With this configuration statement, I've added a new View to be published on the XMLRPC channel (which in Zope 3 runs on a different port than normal HTTP requests, which is probably wise) for objects that implement the IJobList interface. I was able to do all of this outside of the JobBoardEx product. I just had to ensure that the Product was added in after JobBoardEx by using the site's products.zcml file to affect the ordering.

After restarting Zope 3 (which is a very slow restart on this machine), I was able to do this:


Py$ s = Server('http://localhost:8281/zoo/joblistmethods')
Py$ s.listJobTitles()
['test test test']

I actually had created two jobs through the web interface, but had only approved one. So I ducked in to the web interface to approve the other job, and then made the call again:


Py$ s.listJobTitles()
['test test test', 'the other job']

So, what are some benefits of this? One that comes to mind is issue trackers. Earlier in the day, I was writing a Python script to farm through some Tracker data and format it nicely for XML-RPC, with the intent of writing a simple AppleScript Studio application to list pending/accepted Tracker issues. I did this informally, dropping a Python Script into the folder above a particular tracker. Ultimately, it didn't work - and I think a lot of the blame goes on XML-RPC's utter disregard for semi-proper security. Since Zope's always published objects on the web with regards to web security standards (or embarrasments, depending on your view) such as 'Basic Auth', it's had problems with the "security by passing in arguments" design of many XML-RPC API's. But the point I was really going for was packaging. Even if the Tracker Issue finding Python Script had worked over XML-RPC, now I have to find other places to put it by copying and pasting it, ultimately adding another name onto an ever growing namespace.

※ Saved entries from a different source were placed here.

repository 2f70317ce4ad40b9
//! A scripted network for driving `Scanner` end to end without sockets.

use std::collections::{BTreeMap, HashMap};
use std::net::Ipv4Addr;
use std::sync::atomic::{AtomicUsize, Ordering};
use std::sync::{Arc, Mutex};
use std::time::Duration;

use async_trait::async_trait;

use snmpscan_common::error::SessionError;
use snmpscan_common::scanning::{
    LivenessProbe, SecurityParams, Session, SessionConnector, VarBind,
};
use snmpscan_common::value::DecodedValue;

#[derive(Clone, Default)]
pub struct Agent {
    mib: BTreeMap<String, Option<DecodedValue>>,
    refuse: bool,
    fail_requests: bool,
}

impl Agent {
    pub fn new() -> Self {
        Self::default()
    }

    pub fn var(mut self, oid: &str, value: impl Into<DecodedValue>) -> Self {
        self.mib.insert(oid.to_string(), Some(value.into()));
        self
    }

    pub fn nil(mut self, oid: &str) -> Self {
        self.mib.insert(oid.to_string(), None);
        self
    }

    /// Answers pings but rejects every session.
    pub fn refusing(mut self) -> Self {
        self.refuse = true;
        self
    }

    /// Accepts sessions but times out every request.
    pub fn timing_out(mut self) -> Self {
        self.fail_requests = true;
        self
    }
}

#[derive(Default)]
struct Counters {
    probes_in_flight: AtomicUsize,
    peak_probes: AtomicUsize,
    probes: AtomicUsize,
    connects: AtomicUsize,
    live_sessions: AtomicUsize,
    next_session: AtomicUsize,
}

/// Hosts with an agent answer pings, everything else is silent.
#[derive(Clone, Default)]
pub struct Network {
    agents: Arc<HashMap<Ipv4Addr, Agent>>,
    probe_delay: Duration,
    counters: Arc<Counters>,
    security_seen: Arc<Mutex<Vec<SecurityParams>>>,
    /// (target, session id) for every request served.
    requests: Arc<Mutex<Vec<(Ipv4Addr, usize)>>>,
}

impl Network {
    pub fn new() -> Self {
        Self::default()
    }

    pub fn agent(mut self, addr: [u8; 4], agent: Agent) -> Self {
        Arc::make_mut(&mut self.agents).insert(Ipv4Addr::from(addr), agent);
        self
    }

    pub fn probe_delay(mut self, delay: Duration) -> Self {
        self.probe_delay = delay;
        self
    }

    pub fn probes(&self) -> usize {
        self.counters.probes.load(Ordering::SeqCst)
    }

    pub fn peak_probes(&self) -> usize {
        self.counters.peak_probes.load(Ordering::SeqCst)
    }

    pub fn connects(&self) -> usize {
        self.counters.connects.load(Ordering::SeqCst)
    }

    pub fn live_sessions(&self) -> usize {
        self.counters.live_sessions.load(Ordering::SeqCst)
    }

    pub fn security_seen(&self) -> Vec<SecurityParams> {
        self.security_seen.lock().unwrap().clone()
    }

    pub fn requests(&self) -> Vec<(Ipv4Addr, usize)> {
        self.requests.lock().unwrap().clone()
    }
}

#[async_trait]
impl LivenessProbe for Network {
    async fn probe(&self, addr: Ipv4Addr, _timeout: Duration, _attempts: u32) -> bool {
        let counters = &self.counters;
        counters.probes.fetch_add(1, Ordering::SeqCst);
        let now = counters.probes_in_flight.fetch_add(1, Ordering::SeqCst) + 1;
        counters.peak_probes.fetch_max(now, Ordering::SeqCst);

        tokio::time::sleep(self.probe_delay).await;

        counters.probes_in_flight.fetch_sub(1, Ordering::SeqCst);
        self.agents.contains_key(&addr)
    }
}

#[async_trait]
impl SessionConnector for Network {
    type Session = AgentSession;

    async fn connect(
        &self,
        target: Ipv4Addr,
        security: &SecurityParams,
    ) -> Result<AgentSession, SessionError> {
        self.counters.connects.fetch_add(1, Ordering::SeqCst);
        self.security_seen.lock().unwrap().push(security.clone());

        let agent = match self.agents.get(&target) {
            Some(agent) if !agent.refuse => agent.clone(),
            _ => {
                return Err(SessionError::Connect {
                    target,
                    reason: "no response from agent".into(),
                });
            }
        };

        self.counters.live_sessions.fetch_add(1, Ordering::SeqCst);
        Ok(AgentSession {
            id: self.counters.next_session.fetch_add(1, Ordering::SeqCst),
            target,
            agent,
            counters: self.counters.clone(),
            requests: self.requests.clone(),
        })
    }
}

pub struct AgentSession {
    id: usize,
    target: Ipv4Addr,
    agent: Agent,
    counters: Arc<Counters>,
    requests: Arc<Mutex<Vec<(Ipv4Addr, usize)>>>,
}

impl AgentSession {
    fn served(&self) -> Result<(), SessionError> {
        self.requests.lock().unwrap().push((self.target, self.id));
        if self.agent.fail_requests {
            return Err(SessionError::Query {
                target: self.target,
                reason: "request timed out".into(),
            });
        }
        Ok(())
    }
}

impl Drop for AgentSession {
    fn drop(&mut self) {
        self.counters.live_sessions.fetch_sub(1, Ordering::SeqCst);
    }
}

#[async_trait]
impl Session for AgentSession {
    async fn get(&mut self, oids: &[String]) -> Result<Vec<VarBind>, SessionError> {
        self.served()?;
        Ok(oids
            .iter()
            .map(|oid| VarBind {
                oid: oid.clone(),
                value: self.agent.mib.get(oid).cloned().flatten(),
            })
            .collect())
    }

    async fn walk(
        &mut self,
        root: &str,
        on_varbind: &mut (dyn FnMut(VarBind) + Send),
    ) -> Result<(), SessionError> {
        self.served().map_err(|_| SessionError::Walk {
            target: self.target,
            reason: "request timed out".into(),
        })?;

        let prefix: String = format!("{root}.");
        for (oid, value) in self.agent.mib.iter() {
            if oid.starts_with(&prefix) {
                on_varbind(VarBind {
                    oid: oid.clone(),
                    value: value.clone(),
                });
            }
        }
        Ok(())
    }
}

With Zope 3, however, I could write an XML-RPC view particularly for the application I was designing as a normal Python component, and install and configure it as necessary (and hopefully that configuration work will be better than copying and pasting plain Python Script code). I can name it specially, essentially adding a new namespace for my application. I can distribute it to other users fairly easily.

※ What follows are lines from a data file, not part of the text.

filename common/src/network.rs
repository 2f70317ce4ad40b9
pub mod range;
pub mod target;
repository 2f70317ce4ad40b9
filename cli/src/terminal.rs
pub mod format;
pub mod logging;
pub mod print;
pub mod spinner;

Another example would be implementing the Blogger API not as a new weblog product for Zope, but as a view/adapter component that publishes on the XML-RPC channel, and communicates with other Zope components, either built in ones or third party.

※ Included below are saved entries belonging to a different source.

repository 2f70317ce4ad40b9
use std::collections::HashSet;
use std::net::Ipv4Addr;
use std::sync::{Arc, Mutex};
use std::time::Duration;

use snmpscan_common::config::{Config, Credentials, Method, Version};
use snmpscan_common::error::ScanError;
use snmpscan_common::scanning::{AuthProtocol, PrivProtocol, Response, SecurityParams};
use snmpscan_core::{ScanChannels, ScanReceivers, ScanSummary, Scanner};

use crate::network::{Agent, Network};

const SYS_DESCR: &str = "1.3.6.1.2.1.1.1.0";
const SYS_NAME: &str = "1.3.6.1.2.1.1.5.0";

fn config(method: Method) -> Config {
    Config {
        method: Some(method),
        ..Config::default()
    }
}

fn switch(name: &str) -> Agent {
    Agent::new()
        .var(SYS_DESCR, "Cisco IOS Software")
        .var(SYS_NAME, name)
}

async fn run(
    network: &Network,
    targets: &str,
    cfg: &Config,
) -> (Result<ScanSummary, ScanError>, Vec<Response>, Vec<String>) {
    let (channels, ScanReceivers { mut responses, mut info }) = ScanChannels::new();
    let scanner = Scanner::new(network.clone(), network.clone());

    let result = scanner.scan(targets, cfg, channels).await;

    // The scan has returned, so every sender is gone and draining terminates.
    let mut emitted = Vec::new();
    while let Some(response) = responses.recv().await {
        emitted.push(response);
    }
    let mut notes = Vec::new();
    while let Some(note) = info.recv().await {
        notes.push(note);
    }
    (result, emitted, notes)
}

#[tokio::test]
async fn get_over_range_returns_only_alive_hosts() {
    let network = Network::new()
        .agent([10, 0, 0, 1], switch("core1"))
        .agent([10, 0, 0, 2], switch("core2"));

    let (result, responses, _) = run(&network, "10.0.0.1-3", &config(Method::Get)).await;
    let summary = result.unwrap();

    assert_eq!(responses.len(), 2);
    let ips: HashSet<&str> = responses.iter().map(|r| r.ip.as_str()).collect();
    assert_eq!(ips, HashSet::from(["10.0.0.1", "10.0.0.2"]));
    for response in &responses {
        assert_eq!(response.values.len(), 1);
        assert!(response.values[SYS_NAME].starts_with("core"));
    }

    assert_eq!(summary.targets, 3);
    assert_eq!(summary.done, 2);
    assert_eq!(summary.unreachable, 1);
    assert_eq!(network.probes(), 3);
    assert_eq!(network.connects(), 2);
}

#[tokio::test]
async fn unreachable_host_gets_no_session() {
    let network = Network::new();

    let (result, responses, notes) = run(&network, "10.0.0.9", &config(Method::Get)).await;

    assert_eq!(result.unwrap().unreachable, 1);
    assert!(responses.is_empty());
    assert!(notes.is_empty());
    assert_eq!(network.connects(), 0);
}

#[tokio::test]
async fn nil_values_are_left_out() {
    let network = Network::new().agent(
        [10, 0, 0, 1],
        Agent::new().var(SYS_DESCR, "Linux").nil(SYS_NAME),
    );
    let cfg = Config {
        oids: vec![SYS_DESCR.into(), SYS_NAME.into()],
        ..config(Method::Get)
    };

    let (_, responses, _) = run(&network, "10.0.0.1", &cfg).await;

    assert_eq!(responses.len(), 1);
    assert_eq!(responses[0].values.len(), 1);
    assert_eq!(responses[0].values[SYS_DESCR], "Linux");
}

#[tokio::test]
async fn values_are_normalized() {
    let network = Network::new().agent(
        [10, 0, 0, 1],
        Agent::new()
            .var("1.3.6.1.2.1.2.2.1.6.1", vec![0x00u8, 0x1a, 0x2b, 0x3c, 0x4d, 0x5e])
            .var("1.3.6.1.2.1.1.3.0", 123_456u32),
    );
    let cfg = Config {
        oids: vec!["1.3.6.1.2.1.2.2.1.6.1".into(), "1.3.6.1.2.1.1.3.0".into()],
        ..config(Method::Get)
    };

    let (_, responses, _) = run(&network, "10.0.0.1", &cfg).await;

    assert_eq!(responses[0].values["1.3.6.1.2.1.2.2.1.6.1"], "00:1A:2B:3C:4D:5E");
    assert_eq!(responses[0].values["1.3.6.1.2.1.1.3.0"], "123456");
}

#[tokio::test]
async fn every_target_gets_its_own_session() {
    let network = Network::new()
        .agent([192, 168, 0, 1], switch("a"))
        .agent([192, 168, 0, 2], switch("b"))
        .agent([192, 168, 0, 3], switch("c").timing_out())
        .agent([192, 168, 0, 4], switch("d").refusing());

    let (result, responses, _) =
        run(&network, "192.168.0.1-4", &config(Method::Get)).await;
    let summary = result.unwrap();

    let requests = network.requests();
    let sessions: HashSet<usize> = requests.iter().map(|(_, id)| *id).collect();
    let targets: HashSet<Ipv4Addr> = requests.iter().map(|(ip, _)| *ip).collect();
    assert_eq!(requests.len(), 3);
    assert_eq!(sessions.len(), 3);
    assert_eq!(targets.len(), 3);

    assert_eq!(responses.len(), 2);
    assert_eq!(summary.done, 2);
    assert_eq!(summary.query_failed, 1);
    assert_eq!(summary.connect_failed, 1);
    assert_eq!(network.live_sessions(), 0);
}

#[tokio::test]
async fn in_flight_targets_never_exceed_the_limit() {
    let network = Network::new().probe_delay(Duration::from_millis(10));
    let cfg = Config {
        max_in_flight: 4,
        ..config(Method::Get)
    };

    let (result, _, _) = run(&network, "10.1.1.1-40", &cfg).await;

    assert_eq!(result.unwrap().unreachable, 40);
    assert_eq!(network.probes(), 40);
    assert!(network.peak_probes() <= 4, "peak was {}", network.peak_probes());
}

#[tokio::test]
async fn missing_method_is_fatal_before_probing() {
    let network = Network::new().agent([10, 0, 0, 1], switch("core1"));

    let (result, responses, _) = run(&network, "10.0.0.1", &Config::default()).await;

    assert!(matches!(result, Err(ScanError::UnknownMethod(_))));
    assert!(responses.is_empty());
    assert_eq!(network.probes(), 0);
}

#[tokio::test]
async fn malformed_target_is_fatal_before_probing() {
    let network = Network::new().agent([10, 0, 0, 1], switch("core1"));

    for spec in ["10.0.0.1,10.0.0", "10.0.0.1-300", "10.0.0.x"] {
        let (result, responses, _) = run(&network, spec, &config(Method::Get)).await;
        assert!(
            matches!(result, Err(ScanError::MalformedTarget { .. })),
            "{spec} should be rejected"
        );
        assert!(responses.is_empty());
    }
    assert_eq!(network.probes(), 0);
}

#[tokio::test]
async fn connect_failure_is_reported_on_info_channel() {
    let network = Network::new().agent([10, 0, 0, 5], switch("x").refusing());

    let (result, responses, notes) = run(&network, "10.0.0.5", &config(Method::Get)).await;

    assert_eq!(result.unwrap().connect_failed, 1);
    assert!(responses.is_empty());
    assert_eq!(notes.len(), 1);
    assert!(notes[0].contains("10.0.0.5"));
}

#[tokio::test]
async fn walk_streams_subtree_in_budgeted_batches() {
    let mut agent = Agent::new().var("1.3.6.1.2.1.1.5.0", "outside");
    for i in 1..=7 {
        agent = agent.var(&format!("1.3.6.1.2.1.2.2.1.2.{i}"), format!("Gi0/{i}"));
    }
    let network = Network::new().agent([10, 0, 0, 1], agent);
    let cfg = Config {
        oids: vec!["1.3.6.1.2.1.2".into()],
        walk_line_budget: 3,
        ..config(Method::Walk)
    };

    let (result, responses, _) = run(&network, "10.0.0.1", &cfg).await;

    assert_eq!(result.unwrap().done, 1);
    let sizes: Vec<usize> = responses.iter().map(Response::len).collect();
    assert_eq!(sizes, vec![3, 3, 1]);
    let all: HashSet<&String> = responses.iter().flat_map(|r| r.values.keys()).collect();
    assert_eq!(all.len(), 7);
    assert!(!all.iter().any(|oid| oid.as_str() == "1.3.6.1.2.1.1.5.0"));
}

#[tokio::test]
async fn walk_failure_is_always_reported() {
    let network = Network::new().agent([10, 0, 0, 1], switch("a").timing_out());

    let (result, responses, notes) = run(&network, "10.0.0.1", &config(Method::Walk)).await;

    assert_eq!(result.unwrap().query_failed, 1);
    assert!(responses.is_empty());
    assert!(notes.iter().any(|n| n.contains("walking")));
    assert_eq!(network.live_sessions(), 0);
}

#[tokio::test]
async fn community_and_version_reach_the_connector() {
    let network = Network::new().agent([10, 0, 0, 1], switch("a"));
    let cfg = Config {
        version: Version::V1,
        credentials: Credentials::community("private"),
        ..config(Method::Get)
    };

    run(&network, "10.0.0.1", &cfg).await;

    assert_eq!(
        network.security_seen(),
        vec![SecurityParams::Community {
            version: Version::V1,
            community: "private".into()
        }]
    );
}

#[tokio::test]
async fn v3_credentials_resolve_protocols() {
    let network = Network::new().agent([10, 0, 0, 1], switch("a"));
    let cfg = Config {
        version: Version::V3,
        credentials: Credentials {
            username: "v3User".into(),
            auth_passphrase: "AuthPass".into(),
            auth_protocol: "SHA512".into(),
            priv_passphrase: "PrivPass".into(),
            priv_protocol: "AES256".into(),
        },
        ..config(Method::Get)
    };

    let (result, _, notes) = run(&network, "10.0.0.1", &cfg).await;
    assert_eq!(result.unwrap().done, 1);
    assert!(notes.is_empty());

    let seen = network.security_seen();
    let SecurityParams::Usm(usm) = &seen[0] else {
        panic!("expected USM parameters, got {seen:?}");
    };
    assert_eq!(usm.username, "v3User");
    assert_eq!(usm.auth, Some((AuthProtocol::Sha512, "AuthPass".to_string())));
    assert_eq!(usm.privacy, Some((PrivProtocol::Aes256, "PrivPass".to_string())));
    assert_eq!(usm.security_level(), "authPriv");
}

#[tokio::test]
async fn verbose_reports_progress_of_each_target() {
    let network = Network::new().agent([10, 0, 0, 1], switch("a"));
    let cfg = Config {
        verbose: true,
        ..config(Method::Get)
    };

    let (_, _, notes) = run(&network, "10.0.0.1-2", &cfg).await;

    assert!(notes.iter().any(|n| n == "connected to: 10.0.0.1"));
    assert!(notes.iter().any(|n| n.contains("10.0.0.2")));
}

#[tokio::test]
async fn progress_callback_sees_every_target() {
    let network = Network::new().agent([10, 0, 0, 1], switch("a"));
    let seen: Arc<Mutex<Vec<usize>>> = Arc::default();
    let sink = seen.clone();

    let scanner = Scanner::new(network.clone(), network.clone())
        .on_progress(move |finished, total| {
            assert_eq!(total, 5);
            sink.lock().unwrap().push(finished);
        });
    let (channels, _rx) = ScanChannels::new();
    scanner
        .scan("10.0.0.1-5", &config(Method::Get), channels)
        .await
        .unwrap();

    let mut seen = seen.lock().unwrap().clone();
    seen.sort();
    assert_eq!(seen, vec![1, 2, 3, 4, 5]);
}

In summary - my first tangible Zope 3 experience in quite some time has been hopeful and helpful. There's still a long way to go, but the kernel is shaping up nicely. The pattern driven / "extreme programming" sprint driven development has yielded a decent - but still shifting - code base that should be stronger and simpler than Zope 2. Sometimes, there are enough levels of indirection in Zope 3 to make it look more complex, but so far most code has been easier to follow and trace than Zope 2 (although there are a number of empty folders/packages that probably need some brute force removing from CVS) - at least, it's usually easier to tell what's going on (and even this has an at least - at least, once you start learning the new paradigm). Zope's ancester, Bobo (the kernel on which Zope is still based), was all about abstracting the means of publishing an object on the web away from the object itself. Bobo, and then Principia / Zope 1.x, built upon this, but primarily in a single-UI / single protocol type way. It's obvious today that there are many ways of looking at things on the web, including never actually using the web itself. Zope 3 brings us back to the notion of an object publisher being able to serve up objects on different protocols. Zope 2 offers this today, but there is great difficulty in making WebDAV, normal HTTP, FTP, and XML-RPC all live harmoniously in the current design.

And finally, Zope 3 should yield a usable scalable means of adapting the works of other developers into new solutions by providing better control of product/service/view configuration and overrides, such as adding a new XML-RPC API to someone elses bug tracking system without having to alter that bug tracking system, or use secret Python hacks to alter behaviour.